Pure water remains polar, but a river isn’t the place for pure water: it’s a place of living — and ergo dying — things. All that decomposing funk of the river sometimes makes a natural ‘surfactant,’ which is a term for a substance that fiddles with surfaces. It muddies the boundaries of water. Surfactants are the soaps that allow you to scrub olive oil off a pan, because it lets oil and water mix. On the river, surfactants open water up to the air. Where there’s a riffle, a rapid, a waterfall, the air mixes its way into the water, and out comes foam.
This particular foam usually isn’t pretty. It traps dirt, leaves, and dead or dying insects. It grows darker brown in time. It might smell earthy or even fishy. Fish and aquatic bugs hide in its shadow from prowling birds overhead.
A healthy spot of foam can be recognized by this very filth. Foams caused by pollution come from detergents and soaps released wrongly into the watershed; the tell-tale sign of this bad behavior is the foam’s pleasant smell — like perfume — and its tendency to remain bright white.
“…beaver vomit is a reminder that purity isn’t always a friend.”
So I’m going to stand at this pulpit and preach one sermon on ‘beaver vomit.’ The foam tells us something about the health of imperfections and dirt. Water clings to itself because the water molecule is bent, lopsided. A perfect molecule would have no tension to hold up skating Jesus bugs. And a healthy river is one loaded with its share of death and decay.
We speak of Nature and Wilderness in terms of Purity, but beaver vomit is a reminder that purity isn’t always a friend. While we try to scrub the world clean we’re liable to release frothing soap that actually wounds a waterway. It’s akin to the story of those tiny plastic ‘microbeads’ in exfoliating face-washes, that jetted their way through wastewater filters and straight into rivers. Our clean-scrubbed faces meant 8 trillion beads dumped daily into waterways, turning rivers and oceans to plastic, swallowed by fish, leaching toxins all the way up the food chain. All for the feel of being really, finally clean.

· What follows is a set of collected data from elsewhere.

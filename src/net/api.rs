//! Backend session client.
//!
//! Client-side (hydrate): real HTTP calls via `gloo-net`.
//! Native builds: stubs returning errors since these endpoints are only
//! meaningful in the browser.
//!
//! ERROR HANDLING
//! ==============
//! Every transport, status, and decode failure is returned as an
//! [`AuthError`]; a falsy login payload decodes to `Ok(None)` so the core can
//! treat it exactly like a failure.

#![allow(clippy::unused_async)]

#[cfg(test)]
#[path = "api_test.rs"]
mod api_test;

use std::future::Future;

use super::types::BackendProfile;
use crate::config::AuthConfig;
use crate::error::AuthError;

/// Request/response channel to the application backend.
pub trait BackendSession {
    /// Exchange a federated bearer token for the backend profile.
    ///
    /// `Ok(None)` means the backend answered with a falsy payload.
    fn login(&self, token: &str) -> impl Future<Output = Result<Option<BackendProfile>, AuthError>>;

    /// End the backend session.
    fn logout(&self) -> impl Future<Output = Result<(), AuthError>>;
}

#[cfg(any(test, feature = "hydrate"))]
fn bearer_header(token: &str) -> String {
    format!("Bearer {token}")
}

#[cfg(any(test, feature = "hydrate"))]
fn login_body(token: &str) -> serde_json::Value {
    serde_json::json!({ "idToken": token })
}

#[cfg(any(test, feature = "hydrate"))]
fn login_failed_message(status: u16) -> String {
    format!("login request failed: {status}")
}

#[cfg(any(test, feature = "hydrate"))]
fn logout_failed_message(status: u16) -> String {
    format!("logout request failed: {status}")
}

/// True for JSON values a JS caller would treat as falsy.
#[cfg(any(test, feature = "hydrate"))]
fn is_falsy(value: &serde_json::Value) -> bool {
    use serde_json::Value;
    match value {
        Value::Null => true,
        Value::Bool(b) => !b,
        Value::Number(n) => n.as_f64().is_none_or(|f| f == 0.0 || f.is_nan()),
        Value::String(s) => s.is_empty(),
        Value::Array(_) | Value::Object(_) => false,
    }
}

/// Decode a login response body into a profile, mapping falsy payloads to `None`.
///
/// Only a JSON object is a profile; any other truthy body is a decode error.
#[cfg(any(test, feature = "hydrate"))]
fn parse_login_payload(value: serde_json::Value) -> Result<Option<BackendProfile>, AuthError> {
    if is_falsy(&value) {
        return Ok(None);
    }
    if !value.is_object() {
        return Err(AuthError::BackendLogin("login response is not an object".to_owned()));
    }
    serde_json::from_value(value)
        .map(Some)
        .map_err(|e| AuthError::BackendLogin(e.to_string()))
}

/// HTTP implementation of [`BackendSession`].
#[derive(Clone, Debug)]
pub struct HttpBackend {
    login_endpoint: String,
    logout_endpoint: String,
}

impl HttpBackend {
    #[must_use]
    pub fn new(config: &AuthConfig) -> Self {
        Self {
            login_endpoint: config.login_endpoint.clone(),
            logout_endpoint: config.logout_endpoint.clone(),
        }
    }
}

impl BackendSession for HttpBackend {
    /// `POST {login_endpoint}` with the token as bearer credential and body.
    async fn login(&self, token: &str) -> Result<Option<BackendProfile>, AuthError> {
        #[cfg(feature = "hydrate")]
        {
            let resp = gloo_net::http::Request::post(&self.login_endpoint)
                .header("Authorization", &bearer_header(token))
                .json(&login_body(token))
                .map_err(|e| AuthError::BackendLogin(e.to_string()))?
                .send()
                .await
                .map_err(|e| AuthError::BackendLogin(e.to_string()))?;
            if !resp.ok() {
                return Err(AuthError::BackendLogin(login_failed_message(resp.status())));
            }
            let body: serde_json::Value = resp
                .json()
                .await
                .map_err(|e| AuthError::BackendLogin(e.to_string()))?;
            parse_login_payload(body)
        }
        #[cfg(not(feature = "hydrate"))]
        {
            let _ = (&self.login_endpoint, token);
            Err(AuthError::BackendLogin("not available on server".to_owned()))
        }
    }

    /// `POST {logout_endpoint}`.
    async fn logout(&self) -> Result<(), AuthError> {
        #[cfg(feature = "hydrate")]
        {
            let resp = gloo_net::http::Request::post(&self.logout_endpoint)
                .send()
                .await
                .map_err(|e| AuthError::BackendLogout(e.to_string()))?;
            if !resp.ok() {
                return Err(AuthError::BackendLogout(logout_failed_message(resp.status())));
            }
            Ok(())
        }
        #[cfg(not(feature = "hydrate"))]
        {
            let _ = &self.logout_endpoint;
            Err(AuthError::BackendLogout("not available on server".to_owned()))
        }
    }
}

The river holds its own hopes for new stories, which maybe aren’t far off from the old stories. After all, in the old Hans Christian Anderson fairy tale, before Disney bent everything to happy endings, the Little Mermaid fails to win the heart of the human prince and decays into sea foam.
A sad and brutal story, it’s true. But even still, some off-kilter imaginations might be more sparked by the possibilities of filthy, free-running foam than the tidy life of a pretty princess.